Operation Epic Fury commenced on 28 February 2026. President Trump announced the strikes not through a congressional address, but via an eight-minute video posted to Truth Social. Beyond a War Powers notification and a briefing to the Gang of Eight, Congress was not consulted. The four stated military objectives were unambiguous: destroy Iran’s missile arsenal and production capacity, annihilate its navy, degrade its proxy networks, and guarantee Iran could never acquire a nuclear weapon. The desired political outcome was, equally unambiguously, regime change from within. The message at the close of Trump’s announcement was directed not to Washington’s allies or to Tehran’s leadership, but to the Iranian people: the hour of your freedom is at hand.
The manner of that announcement set the tone for everything that followed in the war and in America’s alliance relationships. America’s partners in Europe, in the Gulf, and across the Indo-Pacific learned about the commencement of the largest U.S. military campaign in twenty years from a social media post in the middle of the night. The strategic and political consequences of that choice by the Trump administration continue to reverberate.
Thirty-three days after H-Hour, the operational data that is openly available points to a campaign of extraordinary scale and intensity. U.S. forces have struck more than 12,300 targets. The Iranian Navy has been effectively destroyed as a conventional fighting force. Major surface combatants were largely eliminated at pier before they could sortie. A U.S. submarine sank the frigate IRIN Dena off Sri Lanka on 4 March. The IRGC Navy commander Alireza Tangsiri, architect of the Strait of Hormuz blockade strategy, was killed by Israeli forces on 27 March. Iran’s drone assault rate has fallen by an estimated 95 percent from its peak. Supreme Leader Ali Khamenei was killed in the opening hours. Israeli intelligence estimates place Iranian missile production at zero and missile launchers neutralised at over 70 percent.

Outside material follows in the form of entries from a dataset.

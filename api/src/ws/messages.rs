//! WebSocket message types.
//!
//! Defines the message format for client-server communication.

use serde::{Deserialize, Serialize};
use serde_json::Value;

use crate::live::{TopicId, UserId};

/// Error code for frames that are not valid client messages.
pub const INVALID_MESSAGE: &str = "INVALID_MESSAGE";

/// Error code for a malformed user identifier.
pub const INVALID_USER: &str = "INVALID_USER";

/// Error code for a malformed topic identifier.
pub const INVALID_TOPIC: &str = "INVALID_TOPIC";

/// Message sent from client to server.
#[derive(Debug, Clone, Serialize, Deserialize)]
#[serde(tag = "type", rename_all = "camelCase")]
pub enum ClientMessage {
    /// Bind this connection to a user.
    Authenticate {
        /// User identifier issued by the REST layer.
        #[serde(rename = "userId")]
        user_id: String,
    },

    /// Start watching a discussion thread.
    Subscribe {
        /// Topic identifier.
        topic: String,
    },

    /// Stop watching a discussion thread.
    Unsubscribe {
        /// Topic identifier.
        topic: String,
    },

    /// Ping message for keepalive.
    Ping,
}

/// What happened to a comment.
#[derive(Debug, Clone, Copy, PartialEq, Eq, Serialize, Deserialize)]
#[serde(rename_all = "lowercase")]
pub enum CommentAction {
    /// A comment was posted.
    Added,
    /// A comment was deleted.
    Removed,
}

/// A committed comment mutation to propagate to a topic's watchers.
#[derive(Debug, Clone, PartialEq, Serialize, Deserialize)]
pub struct CommentEvent {
    /// Mutation kind.
    pub action: CommentAction,
    /// The comment as stored by the forum layer.
    pub comment: Value,
}

impl CommentEvent {
    /// Creates an event for a newly posted comment.
    #[must_use]
    pub fn added(comment: Value) -> Self {
        Self {
            action: CommentAction::Added,
            comment,
        }
    }

    /// Creates an event for a deleted comment.
    #[must_use]
    pub fn removed(comment: Value) -> Self {
        Self {
            action: CommentAction::Removed,
            comment,
        }
    }
}

/// Message sent from server to client.
#[derive(Debug, Clone, PartialEq, Serialize, Deserialize)]
#[serde(tag = "type", rename_all = "camelCase")]
pub enum ServerMessage {
    /// Authentication recorded.
    Authenticated {
        /// The user this connection is now bound to.
        #[serde(rename = "userId")]
        user_id: UserId,
    },

    /// Subscription confirmed.
    Subscribed {
        /// Topic identifier.
        topic: TopicId,
    },

    /// Unsubscription confirmed.
    Unsubscribed {
        /// Topic identifier.
        topic: TopicId,
    },

    /// A personal notification.
    Notification {
        /// Notification payload, already built by the notification store.
        payload: Value,
    },

    /// A comment was added to or removed from a watched topic.
    CommentUpdate {
        /// Topic the comment belongs to.
        topic: TopicId,
        /// Mutation kind.
        action: CommentAction,
        /// Comment payload.
        comment: Value,
    },

    /// Error response.
    Error {
        /// Error code.
        code: String,
        /// Error message.
        message: String,
    },

    /// Pong response to ping.
    Pong,
}

impl ServerMessage {
    /// Creates an authenticated message.
    #[must_use]
    pub fn authenticated(user_id: UserId) -> Self {
        Self::Authenticated { user_id }
    }

    /// Creates a subscribed message.
    #[must_use]
    pub fn subscribed(topic: TopicId) -> Self {
        Self::Subscribed { topic }
    }

    /// Creates an unsubscribed message.
    #[must_use]
    pub fn unsubscribed(topic: TopicId) -> Self {
        Self::Unsubscribed { topic }
    }

    /// Creates a notification message.
    #[must_use]
    pub fn notification(payload: Value) -> Self {
        Self::Notification { payload }
    }

    /// Creates a comment update message for a topic.
    #[must_use]
    pub fn comment_update(topic: TopicId, event: CommentEvent) -> Self {
        Self::CommentUpdate {
            topic,
            action: event.action,
            comment: event.comment,
        }
    }

    /// Creates an error message.
    #[must_use]
    pub fn error(code: impl Into<String>, message: impl Into<String>) -> Self {
        Self::Error {
            code: code.into(),
            message: message.into(),
        }
    }

    /// Creates a pong message.
    #[must_use]
    pub const fn pong() -> Self {
        Self::Pong
    }

    /// Returns the wire name of this message type.
    #[must_use]
    pub const fn kind(&self) -> &'static str {
        match self {
            Self::Authenticated { .. } => "authenticated",
            Self::Subscribed { .. } => "subscribed",
            Self::Unsubscribed { .. } => "unsubscribed",
            Self::Notification { .. } => "notification",
            Self::CommentUpdate { .. } => "commentUpdate",
            Self::Error { .. } => "error",
            Self::Pong => "pong",
        }
    }
}
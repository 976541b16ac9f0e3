//! Server configuration.
//!
//! Read from `AVIARY_*` environment variables with defaults for local runs.

use std::env;

use serde::{Deserialize, Serialize};

/// Environment variable for the bind host.
pub const HOST_VAR: &str = "AVIARY_HOST";

/// Environment variable for the bind port.
pub const PORT_VAR: &str = "AVIARY_PORT";

/// Environment variable for the per-connection outbound queue capacity.
pub const OUTBOUND_BUFFER_VAR: &str = "AVIARY_OUTBOUND_BUFFER";

/// Default per-connection outbound queue capacity.
pub const DEFAULT_OUTBOUND_BUFFER: usize = 100;

/// Configuration for the live update server.
#[derive(Debug, Clone, PartialEq, Eq, Serialize, Deserialize)]
pub struct ServerConfig {
    /// Host to bind.
    pub host: String,

    /// Port to bind.
    pub port: u16,

    /// Messages buffered per connection before pushes to it are dropped.
    pub outbound_buffer: usize,
}

impl Default for ServerConfig {
    fn default() -> Self {
        Self {
            host: "0.0.0.0".to_string(),
            port: 8080,
            outbound_buffer: DEFAULT_OUTBOUND_BUFFER,
        }
    }
}

impl ServerConfig {
    /// Creates a configuration for the given address.
    #[must_use]
    pub fn new(host: impl Into<String>, port: u16) -> Self {
        Self {
            host: host.into(),
            port,
            ..Default::default()
        }
    }

    /// Sets the per-connection outbound queue capacity.
    #[must_use]
    pub fn with_outbound_buffer(mut self, capacity: usize) -> Self {
        self.outbound_buffer = capacity;
        self
    }

    /// Loads the configuration from the process environment.
    ///
    /// # Errors
    ///
    /// Returns an error if a variable is set but cannot be parsed, or the
    /// result does not validate.
    pub fn from_env() -> Result<Self, ConfigError> {
        Self::from_lookup(|key| env::var(key).ok())
    }

    /// Loads the configuration through `lookup`, falling back to defaults for
    /// unset keys.
    ///
    /// # Errors
    ///
    /// Returns an error if a value cannot be parsed or the result does not
    /// validate.
    pub fn from_lookup<F>(lookup: F) -> Result<Self, ConfigError>
    where
        F: Fn(&str) -> Option<String>,
    {
        let defaults = Self::default();

        let host = lookup(HOST_VAR).unwrap_or(defaults.host);
        let port = match lookup(PORT_VAR) {
            Some(raw) => raw
                .trim()
                .parse()
                .map_err(|_| ConfigError::InvalidValue(PORT_VAR, raw))?,
            None => defaults.port,
        };
        let outbound_buffer = match lookup(OUTBOUND_BUFFER_VAR) {
            Some(raw) => raw
                .trim()
                .parse()
                .map_err(|_| ConfigError::InvalidValue(OUTBOUND_BUFFER_VAR, raw))?,
            None => defaults.outbound_buffer,
        };

        let config = Self {
            host,
            port,
            outbound_buffer,
        };
        config.validate()?;
        Ok(config)
    }

    /// Validates the configuration.
    ///
    /// # Errors
    ///
    /// Returns an error if the configuration is invalid.
    pub fn validate(&self) -> Result<(), ConfigError> {
        if self.host.trim().is_empty() {
            return Err(ConfigError::EmptyHost);
        }

        if self.outbound_buffer == 0 {
            return Err(ConfigError::InvalidOutboundBuffer);
        }

        Ok(())
    }

    /// Returns the `host:port` address to bind.
    #[must_use]
    pub fn bind_address(&self) -> String {
        format!("{}:{}", self.host, self.port)
    }
}

/// Configuration errors.
#[derive(Debug, Clone, PartialEq, Eq, thiserror::Error)]
pub enum ConfigError {
    /// Empty bind host.
    #[error("host must not be empty")]
    EmptyHost,

    /// Zero-capacity outbound queue.
    #[error("outbound_buffer must be > 0")]
    InvalidOutboundBuffer,

    /// Unparseable environment value.
    #[error("{0} has an invalid value: {1:?}")]
    InvalidValue(&'static str, String),
}
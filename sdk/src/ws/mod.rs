//! WebSocket client for live updates.
//!
//! Connects to the Aviary live update endpoint to receive forum comment
//! changes for watched topics and personal notifications for the
//! authenticated user.
//!
//! # Example
//!
//! ```rust,ignore
//! use aviary_sdk::ws::{AviaryWsClient, ServerMessage};
//!
//! #[tokio::main]
//! async fn main() -> Result<(), Box<dyn std::error::Error>> {
//!     let client = AviaryWsClient::with_url("ws://127.0.0.1:8080/ws")?;
//!
//!     client.connect().await?;
//!     client.authenticate("alice").await?;
//!     client.subscribe("barn-owl").await?;
//!
//!     loop {
//!         match client.next_event().await? {
//!             ServerMessage::CommentUpdate { topic, action, .. } => {
//!                 println!("{topic}: {action:?}");
//!             }
//!             ServerMessage::Notification { payload } => println!("{payload}"),
//!             _ => {}
//!         }
//!     }
//! }
//! ```

pub mod client;
pub mod config;
pub mod error;
pub mod messages;

pub use client::AviaryWsClient;
pub use config::WsConfig;
pub use error::WsError;
pub use messages::{ClientMessage, CommentAction, ServerMessage};
//! Topic rooms.
//!
//! A room is the set of connections watching one discussion thread,
//! regardless of which user owns them.

use std::collections::{HashMap, HashSet};

use tokio::sync::RwLock;

use super::ids::{ConnectionId, TopicId};

/// Manages topic watcher sets for all connections.
#[derive(Debug, Default)]
pub struct RoomManager {
    /// Map from topic to set of watching connections.
    rooms: RwLock<HashMap<TopicId, HashSet<ConnectionId>>>,
}

impl RoomManager {
    /// Creates a new room manager.
    #[must_use]
    pub fn new() -> Self {
        Self::default()
    }

    /// Adds a connection to a topic's room.
    ///
    /// Returns true if the connection was not already watching.
    pub async fn join(&self, topic: TopicId, connection: ConnectionId) -> bool {
        let mut rooms = self.rooms.write().await;
        rooms.entry(topic).or_default().insert(connection)
    }

    /// Removes a connection from a topic's room.
    ///
    /// Returns true if the connection was watching. Empty rooms are dropped.
    pub async fn leave(&self, topic: &TopicId, connection: ConnectionId) -> bool {
        let mut rooms = self.rooms.write().await;
        let Some(watchers) = rooms.get_mut(topic) else {
            return false;
        };

        let removed = watchers.remove(&connection);
        if watchers.is_empty() {
            rooms.remove(topic);
        }
        removed
    }

    /// Removes a connection from every room it is part of.
    ///
    /// Returns the number of rooms it left.
    pub async fn leave_all(&self, connection: ConnectionId) -> usize {
        let mut rooms = self.rooms.write().await;
        let mut left = 0;

        rooms.retain(|_, watchers| {
            if watchers.remove(&connection) {
                left += 1;
            }
            !watchers.is_empty()
        });

        left
    }

    /// Returns the connections watching a topic.
    pub async fn watchers_for(&self, topic: &TopicId) -> HashSet<ConnectionId> {
        let rooms = self.rooms.read().await;
        rooms.get(topic).cloned().unwrap_or_default()
    }

    /// Returns the number of watchers of a topic.
    pub async fn watcher_count(&self, topic: &TopicId) -> usize {
        let rooms = self.rooms.read().await;
        rooms.get(topic).map_or(0, HashSet::len)
    }

    /// Returns the number of non-empty rooms.
    pub async fn room_count(&self) -> usize {
        self.rooms.read().await.len()
    }
}

#[cfg(test)]
mod tests {
    use super::*;

    fn topic(name: &str) -> TopicId {
        TopicId::from(name)
    }

    #[tokio::test]
    async fn test_join() {
        let rooms = RoomManager::new();
        let c1 = ConnectionId::next();
        let c2 = ConnectionId::next();

        assert!(rooms.join(topic("kestrels"), c1).await);
        assert!(rooms.join(topic("kestrels"), c2).await);

        let watchers = rooms.watchers_for(&topic("kestrels")).await;
        assert_eq!(watchers.len(), 2);
        assert!(watchers.contains(&c1));
        assert!(watchers.contains(&c2));
    }

    #[tokio::test]
    async fn test_join_is_idempotent() {
        let rooms = RoomManager::new();
        let conn = ConnectionId::next();

        assert!(rooms.join(topic("kestrels"), conn).await);
        assert!(!rooms.join(topic("kestrels"), conn).await);
        assert_eq!(rooms.watcher_count(&topic("kestrels")).await, 1);
    }

    #[tokio::test]
    async fn test_join_then_leave() {
        let rooms = RoomManager::new();
        let c1 = ConnectionId::next();
        let c2 = ConnectionId::next();

        rooms.join(topic("kestrels"), c1).await;
        rooms.join(topic("kestrels"), c2).await;
        assert!(rooms.leave(&topic("kestrels"), c1).await);

        let watchers = rooms.watchers_for(&topic("kestrels")).await;
        assert!(!watchers.contains(&c1));
        assert!(watchers.contains(&c2));
    }

    #[tokio::test]
    async fn test_leave_unknown_pair_is_noop() {
        let rooms = RoomManager::new();
        let conn = ConnectionId::next();

        assert!(!rooms.leave(&topic("never-joined"), conn).await);

        rooms.join(topic("kestrels"), ConnectionId::next()).await;
        assert!(!rooms.leave(&topic("kestrels"), conn).await);
        assert_eq!(rooms.watcher_count(&topic("kestrels")).await, 1);
    }

    #[tokio::test]
    async fn test_empty_room_is_collected() {
        let rooms = RoomManager::new();
        let conn = ConnectionId::next();

        rooms.join(topic("kestrels"), conn).await;
        rooms.leave(&topic("kestrels"), conn).await;

        assert_eq!(rooms.room_count().await, 0);
    }

    #[tokio::test]
    async fn test_leave_all() {
        let rooms = RoomManager::new();
        let conn = ConnectionId::next();
        let other = ConnectionId::next();
        let topics = [topic("owls"), topic("herons"), topic("finches")];

        for t in &topics {
            rooms.join(t.clone(), conn).await;
        }
        rooms.join(topic("owls"), other).await;

        assert_eq!(rooms.leave_all(conn).await, 3);

        for t in &topics {
            assert!(!rooms.watchers_for(t).await.contains(&conn));
        }
        assert!(rooms.watchers_for(&topic("owls")).await.contains(&other));
        assert_eq!(rooms.room_count().await, 1);
    }

    #[tokio::test]
    async fn test_leave_all_unknown_connection() {
        let rooms = RoomManager::new();
        rooms.join(topic("owls"), ConnectionId::next()).await;

        assert_eq!(rooms.leave_all(ConnectionId::next()).await, 0);
        assert_eq!(rooms.room_count().await, 1);
    }
}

The costs have not been one-sided. Iran’s retaliatory campaign, designated Operation True Promise 4, has hit American and allied installations across Kuwait, Qatar, Bahrain, Saudi Arabia, Syria and the UAE. Six American service members have been killed by Iranian fire, another six in a plane crash in Iraq, and 348 personnel wounded as of 31 March. Many U.S. bases in the region have been damaged. The Crowne Plaza Hotel in Manama was struck. Saudi Aramco’s Ras Tanura facility was hit. Amazon Web Services confirmed its UAE data centres were physically attacked. The Strait of Hormuz, through which roughly one-fifth of the world’s traded oil flows, remains contested and partially closed.
Against the backdrop of sustained high-intensity warfare, President Trump’s 2 April address carried the unmistakable tone of a commander announcing an endgame. He spoke of “victories like few people have ever seen”. He declared America on track to complete all military targets within two to three weeks. Trump also informed his audience that he remained committed to ensuring that Iran never gained a nuclear weapon, nor the long-range missiles that might deliver such a weapon against the American homeland. He stated that while “the United States had never declared regime change as a war aim”, regime change had nonetheless occurred.
The most strategically significant element of the address was Trump’s prospective ultimatum: if no deal was reached, the United States would strike each of Iran’s electrical generation plants, probably simultaneously. This was an attempt at compellence: a conditional threat of overwhelming future force designed to make compliance rational without the threat necessarily being executed.